- Task directions -
The required output is every record, reproduced exactly.

*** Provided entries ***

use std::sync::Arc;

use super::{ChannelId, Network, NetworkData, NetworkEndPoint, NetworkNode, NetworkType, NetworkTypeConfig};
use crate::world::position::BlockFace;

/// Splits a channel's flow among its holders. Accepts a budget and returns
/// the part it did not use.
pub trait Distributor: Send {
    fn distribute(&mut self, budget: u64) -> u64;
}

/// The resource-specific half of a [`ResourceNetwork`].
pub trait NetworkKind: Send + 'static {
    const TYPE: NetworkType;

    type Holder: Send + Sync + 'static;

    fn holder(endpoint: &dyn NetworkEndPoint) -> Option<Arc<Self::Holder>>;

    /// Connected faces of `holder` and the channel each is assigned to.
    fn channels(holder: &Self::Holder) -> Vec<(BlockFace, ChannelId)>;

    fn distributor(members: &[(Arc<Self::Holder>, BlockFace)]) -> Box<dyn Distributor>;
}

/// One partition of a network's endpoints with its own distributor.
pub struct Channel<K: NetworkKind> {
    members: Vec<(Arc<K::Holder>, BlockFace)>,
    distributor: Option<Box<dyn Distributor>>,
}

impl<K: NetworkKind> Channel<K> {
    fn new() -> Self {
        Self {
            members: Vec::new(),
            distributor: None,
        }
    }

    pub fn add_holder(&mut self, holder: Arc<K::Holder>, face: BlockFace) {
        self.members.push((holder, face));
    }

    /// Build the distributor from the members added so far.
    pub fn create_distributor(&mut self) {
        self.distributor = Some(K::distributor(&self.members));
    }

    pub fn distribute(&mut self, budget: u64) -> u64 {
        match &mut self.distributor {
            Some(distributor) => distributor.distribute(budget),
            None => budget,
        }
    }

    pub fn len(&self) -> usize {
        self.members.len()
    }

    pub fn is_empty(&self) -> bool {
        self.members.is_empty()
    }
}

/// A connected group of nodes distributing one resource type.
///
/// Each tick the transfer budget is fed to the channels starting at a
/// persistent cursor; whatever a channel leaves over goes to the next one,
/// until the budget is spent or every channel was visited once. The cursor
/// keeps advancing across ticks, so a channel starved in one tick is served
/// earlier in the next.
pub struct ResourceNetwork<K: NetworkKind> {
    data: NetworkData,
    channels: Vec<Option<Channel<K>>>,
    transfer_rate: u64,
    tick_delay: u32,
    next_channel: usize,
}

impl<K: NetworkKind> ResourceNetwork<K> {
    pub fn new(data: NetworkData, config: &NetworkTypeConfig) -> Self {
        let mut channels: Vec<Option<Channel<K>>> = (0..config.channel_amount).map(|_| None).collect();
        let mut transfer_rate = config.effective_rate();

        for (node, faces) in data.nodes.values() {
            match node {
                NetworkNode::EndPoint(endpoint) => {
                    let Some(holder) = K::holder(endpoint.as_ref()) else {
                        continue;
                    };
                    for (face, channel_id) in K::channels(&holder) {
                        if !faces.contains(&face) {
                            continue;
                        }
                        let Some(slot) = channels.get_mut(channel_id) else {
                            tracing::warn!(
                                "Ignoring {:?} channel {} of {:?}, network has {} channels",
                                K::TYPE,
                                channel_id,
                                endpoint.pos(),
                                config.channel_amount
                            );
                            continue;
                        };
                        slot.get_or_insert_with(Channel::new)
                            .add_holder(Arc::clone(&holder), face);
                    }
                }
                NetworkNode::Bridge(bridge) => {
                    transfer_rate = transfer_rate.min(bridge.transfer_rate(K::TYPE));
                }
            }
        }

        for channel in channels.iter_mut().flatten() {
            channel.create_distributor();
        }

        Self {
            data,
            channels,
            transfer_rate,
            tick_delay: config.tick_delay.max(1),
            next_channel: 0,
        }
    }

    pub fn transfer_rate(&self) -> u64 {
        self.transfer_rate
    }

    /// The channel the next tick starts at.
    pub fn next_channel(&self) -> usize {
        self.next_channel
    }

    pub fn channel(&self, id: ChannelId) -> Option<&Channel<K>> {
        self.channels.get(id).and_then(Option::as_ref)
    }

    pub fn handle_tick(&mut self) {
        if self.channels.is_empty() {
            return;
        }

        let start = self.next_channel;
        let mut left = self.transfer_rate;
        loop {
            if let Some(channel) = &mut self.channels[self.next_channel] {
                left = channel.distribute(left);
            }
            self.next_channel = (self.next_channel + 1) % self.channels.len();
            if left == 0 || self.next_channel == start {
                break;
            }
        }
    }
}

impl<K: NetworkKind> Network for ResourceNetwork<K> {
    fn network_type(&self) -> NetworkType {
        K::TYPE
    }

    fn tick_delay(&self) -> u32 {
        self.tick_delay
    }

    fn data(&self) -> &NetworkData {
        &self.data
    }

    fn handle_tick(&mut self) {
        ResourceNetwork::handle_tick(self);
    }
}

*** End of Provided entries ***

- Task response -
use std::sync::Arc;

use super::{ChannelId, Network, NetworkData, NetworkEndPoint, NetworkNode, NetworkType, NetworkTypeConfig};
use crate::world::position::BlockFace;

/// Splits a channel's flow among its holders. Accepts a budget and returns
/// the part it did not use.
pub trait Distributor: Send {
    fn distribute(&mut self, budget: u64) -> u64;
}

/// The resource-specific half of a [`ResourceNetwork`].
pub trait NetworkKind: Send + 'static {
    const TYPE: NetworkType;

    type Holder: Send + Sync + 'static;

    fn holder(endpoint: &dyn NetworkEndPoint) -> Option<Arc<Self::Holder>>;

    /// Connected faces of `holder` and the channel each is assigned to.
    fn channels(holder: &Self::Holder) -> Vec<(BlockFace, ChannelId)>;

    fn distributor(members: &[(Arc<Self::Holder>, BlockFace)]) -> Box<dyn Distributor>;
}

/// One partition of a network's endpoints with its own distributor.
pub struct Channel<K: NetworkKind> {
    members: Vec<(Arc<K::Holder>, BlockFace)>,
    distributor: Option<Box<dyn Distributor>>,
}

impl<K: NetworkKind> Channel<K> {
    fn new() -> Self {
        Self {
            members: Vec::new(),
            distributor: None,
        }
    }

    pub fn add_holder(&mut self, holder: Arc<K::Holder>, face: BlockFace) {
        self.members.push((holder, face));
    }

    /// Build the distributor from the members added so far.
    pub fn create_distributor(&mut self) {
        self.distributor = Some(K::distributor(&self.members));
    }

    pub fn distribute(&mut self, budget: u64) -> u64 {
        match &mut self.distributor {
            Some(distributor) => distributor.distribute(budget),
            None => budget,
        }
    }

    pub fn len(&self) -> usize {
        self.members.len()
    }

    pub fn is_empty(&self) -> bool {
        self.members.is_empty()
    }
}

/// A connected group of nodes distributing one resource type.
///
/// Each tick the transfer budget is fed to the channels starting at a
/// persistent cursor; whatever a channel leaves over goes to the next one,
/// until the budget is spent or every channel was visited once. The cursor
/// keeps advancing across ticks, so a channel starved in one tick is served
/// earlier in the next.
pub struct ResourceNetwork<K: NetworkKind> {
    data: NetworkData,
    channels: Vec<Option<Channel<K>>>,
    transfer_rate: u64,
    tick_delay: u32,
    next_channel: usize,
}

impl<K: NetworkKind> ResourceNetwork<K> {
    pub fn new(data: NetworkData, config: &NetworkTypeConfig) -> Self {
        let mut channels: Vec<Option<Channel<K>>> = (0..config.channel_amount).map(|_| None).collect();
        let mut transfer_rate = config.effective_rate();

        for (node, faces) in data.nodes.values() {
            match node {
                NetworkNode::EndPoint(endpoint) => {
                    let Some(holder) = K::holder(endpoint.as_ref()) else {
                        continue;
                    };
                    for (face, channel_id) in K::channels(&holder) {
                        if !faces.contains(&face) {
                            continue;
                        }
                        let Some(slot) = channels.get_mut(channel_id) else {
                            tracing::warn!(
                                "Ignoring {:?} channel {} of {:?}, network has {} channels",
                                K::TYPE,
                                channel_id,
                                endpoint.pos(),
                                config.channel_amount
                            );
                            continue;
                        };
                        slot.get_or_insert_with(Channel::new)
                            .add_holder(Arc::clone(&holder), face);
                    }
                }
                NetworkNode::Bridge(bridge) => {
                    transfer_rate = transfer_rate.min(bridge.transfer_rate(K::TYPE));
                }
            }
        }

        for channel in channels.iter_mut().flatten() {
            channel.create_distributor();
        }

        Self {
            data,
            channels,
            transfer_rate,
            tick_delay: config.tick_delay.max(1),
            next_channel: 0,
        }
    }

    pub fn transfer_rate(&self) -> u64 {
        self.transfer_rate
    }

    /// The channel the next tick starts at.
    pub fn next_channel(&self) -> usize {
        self.next_channel
    }

    pub fn channel(&self, id: ChannelId) -> Option<&Channel<K>> {
        self.channels.get(id).and_then(Option::as_ref)
    }

    pub fn handle_tick(&mut self) {
        if self.channels.is_empty() {
            return;
        }

        let start = self.next_channel;
        let mut left = self.transfer_rate;
        loop {
            if let Some(channel) = &mut self.channels[self.next_channel] {
                left = channel.distribute(left);
            }
            self.next_channel = (self.next_channel + 1) % self.channels.len();
            if left == 0 || self.next_channel == start {
                break;
            }
        }
    }
}

impl<K: NetworkKind> Network for ResourceNetwork<K> {
    fn network_type(&self) -> NetworkType {
        K::TYPE
    }

    fn tick_delay(&self) -> u32 {
        self.tick_delay
    }

    fn data(&self) -> &NetworkData {
        &self.data
    }

    fn handle_tick(&mut self) {
        ResourceNetwork::handle_tick(self);
    }
}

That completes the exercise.